WHAT YOU WILL DO >> From the entries that follow, reproduce exactly and only the lines from the line with "a CHW buffer." to the line with "for (x, y, pixel)", endpoints included.
---
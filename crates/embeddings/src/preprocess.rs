use std::path::Path;

use anyhow::{Context, Result};
use image::{DynamicImage, imageops::FilterType};

use crate::config::EmbeddingConfig;

pub fn load_and_preprocess(path: &Path, cfg: &EmbeddingConfig) -> Result<Vec<f32>> {
    let img = image::open(path)
        .with_context(|| format!("failed decoding image {}", path.display()))?;
    Ok(preprocess_image(&img, cfg))
}

/// Resize-shorter-side, center-crop, rescale and normalize into a CHW buffer.
pub fn preprocess_image(img: &DynamicImage, cfg: &EmbeddingConfig) -> Vec<f32> {
    let (width, height) = scaled_dims(img.width(), img.height(), cfg.resize_size);
    let resized = img.resize_exact(width, height, FilterType::Triangle);

    let crop = cfg.crop_size.max(1);
    let left = center_offset(width, crop);
    let top = center_offset(height, crop);
    let cropped = resized
        .crop_imm(left, top, crop.min(width), crop.min(height))
        .to_rgb8();

    let side = crop as usize;
    let plane = side * side;
    let mut out = vec![0.0f32; 3 * plane];
    for (x, y, pixel) in cropped.enumerate_pixels() {
        let offset = y as usize * side + x as usize;
        for channel in 0..3 {
            let scaled = f32::from(pixel[channel]) / 255.0;
            out[channel * plane + offset] = (scaled - cfg.mean[channel]) / cfg.std[channel];
        }
    }
    out
}

// Half the slack, rounded half-to-even like torchvision's `center_crop`.
fn center_offset(len: u32, crop: u32) -> u32 {
    let slack = len.saturating_sub(crop);
    let half = slack / 2;
    if slack % 2 == 1 && half % 2 == 1 {
        half + 1
    } else {
        half
    }
}

fn scaled_dims(width: u32, height: u32, shorter: u32) -> (u32, u32) {
    let width = width.max(1);
    let height = height.max(1);
    let shorter = shorter.max(1);
    if width <= height {
        let scaled = (u64::from(height) * u64::from(shorter) / u64::from(width)).max(1);
        (shorter, u32::try_from(scaled).unwrap_or(u32::MAX))
    } else {
        let scaled = (u64::from(width) * u64::from(shorter) / u64::from(height)).max(1);
        (u32::try_from(scaled).unwrap_or(u32::MAX), shorter)
    }
}
pub mod convert;
pub mod extract;
pub mod scanner;
pub mod store;
pub mod telemetry;

pub use convert::{ConversionReport, convert_images_to_jpeg, convert_images_to_jpeg_with_telemetry};
pub use extract::{ExtractionOptions, ExtractionReport, run_extraction, run_extraction_with_telemetry};
pub use scanner::{ImageFolder, ImageSample};
pub use store::{EmbeddingSet, load_embeddings, read_embedding, save_embedding};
---
SOLUTION TO THIS EXERCISE >>
/// Resize-shorter-side, center-crop, rescale and normalize into a CHW buffer.
pub fn preprocess_image(img: &DynamicImage, cfg: &EmbeddingConfig) -> Vec<f32> {
    let (width, height) = scaled_dims(img.width(), img.height(), cfg.resize_size);
    let resized = img.resize_exact(width, height, FilterType::Triangle);

    let crop = cfg.crop_size.max(1);
    let left = center_offset(width, crop);
    let top = center_offset(height, crop);
    let cropped = resized
        .crop_imm(left, top, crop.min(width), crop.min(height))
        .to_rgb8();

    let side = crop as usize;
    let plane = side * side;
    let mut out = vec![0.0f32; 3 * plane];
    for (x, y, pixel) in cropped.enumerate_pixels() {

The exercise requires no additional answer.